Adolescents' Perceptions of Their Peers with Tourette's Syndrome: Does A Brief Anti-Stigma Intervention Help?

Background and aim: Tourette's syndrome is a neurodevelopmental condition characterised by tics. It is a condition that has been stigmatised by the public. School age children and especially adolescents often experience rejection from their typically developing peers due to their symptomology which could hinder school inclusion and social participation. Therefore, there is a need for implementing interventions to target typically developing peers' inaccurate knowledge about TS, and their negative attitudes. There is also a paucity of studies that explore the motivation of peers who stigmatise against people with TS. Understanding stigma and its underlying causes, however, is vital to develop effective interventions that can minimise and help to eventually eradicate stigma.

The aim of the thesis is therefore three-fold: firstly, to understand how individuals with TS were perceived by typically developing adolescents. Secondly, based on these attitudes, to develop a tailor-made anti-stigma intervention; and thirdly to evaluate the effectiveness of the developed intervention within a secondary school classroom setting.
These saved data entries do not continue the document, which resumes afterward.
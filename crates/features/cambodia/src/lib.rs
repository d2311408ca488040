//! # Cambodia variant
//!
//! Regional slice of the world monitor focused on Cambodia and its neighbours.
//!
//! * [`catalog`]: compiled-in reference tables (map view, bounds, keywords, feeds,
//!   strategic locations, borders, corridors, alert taxonomy, panels).
//! * [`filters`]: the content and geographic relevance filters.
//! * [`VARIANT`]: everything above composed into the descriptor the host loads.
//!
//! ```rust
//! use wmon_cambodia::{VARIANT, is_cambodia_relevant, is_in_cambodia_region};
//!
//! assert!(is_cambodia_relevant("ASEAN ministers gather", ""));
//! assert!(is_in_cambodia_region(11.5564, 104.9282));
//! assert!(VARIANT.is_relevant("Vietnam tariff talks", ""));
//! ```

pub mod catalog;
pub mod filters;
mod variant;

pub use crate::filters::{
    is_cambodia_relevant, is_cambodia_relevant_headline, is_in_cambodia_region, relevance,
};
pub use crate::variant::{DEFAULT_FEATURES, NAME, VARIANT};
Method: A sequential mixed-method design was used. Qualitative data were collected to capture tic-free adolescents' motives, and reasoning involved in the exclusion of individuals with TS. These findings were then used to design a tailor- made intervention and research measures. A randomised cluster control trial with a mixed-model design was used to determine the impact of the developed intervention on tic-free adolescents' awareness of Tourette's syndrome, attitudes, and behaviours towards individuals with TS. Data were collected at three time points: pre-intervention, post-intervention and 9 weeks after its implementation. This is the first intervention that was specifically designed for adolescents and with an assessment at a follow-up stage.

Results: The qualitative study indicated that adolescents understanding about the condition was construed from misconceptions, unfamiliarity and unanswered questions. Furthermore, people with TS were either perceived as being deprived of agency and strength or as deserving pity, and in need of support. These findings helped design the intervention which was implanted on Year Ten students in a school in the South East. Upon completion of the intervention, positive changes were recorded relating to students' awareness, attitudes and behavioural intentions. Tic-free adolescents were more willing to embrace diversity within the classroom and rejected previously held notions of ableism. However, only changes in awareness were maintained at the 9-weeks follow-up.

Conclusion: Tailor-made interventions can contribute substantially to preventing consolidation of unfavourable attitudes towards individuals with TS. Future research should however place emphasis on how these positive outcomes could be maintained over time. Implications of these findings for school curricula and mental health policy, as well as suggestions for future research, are discussed.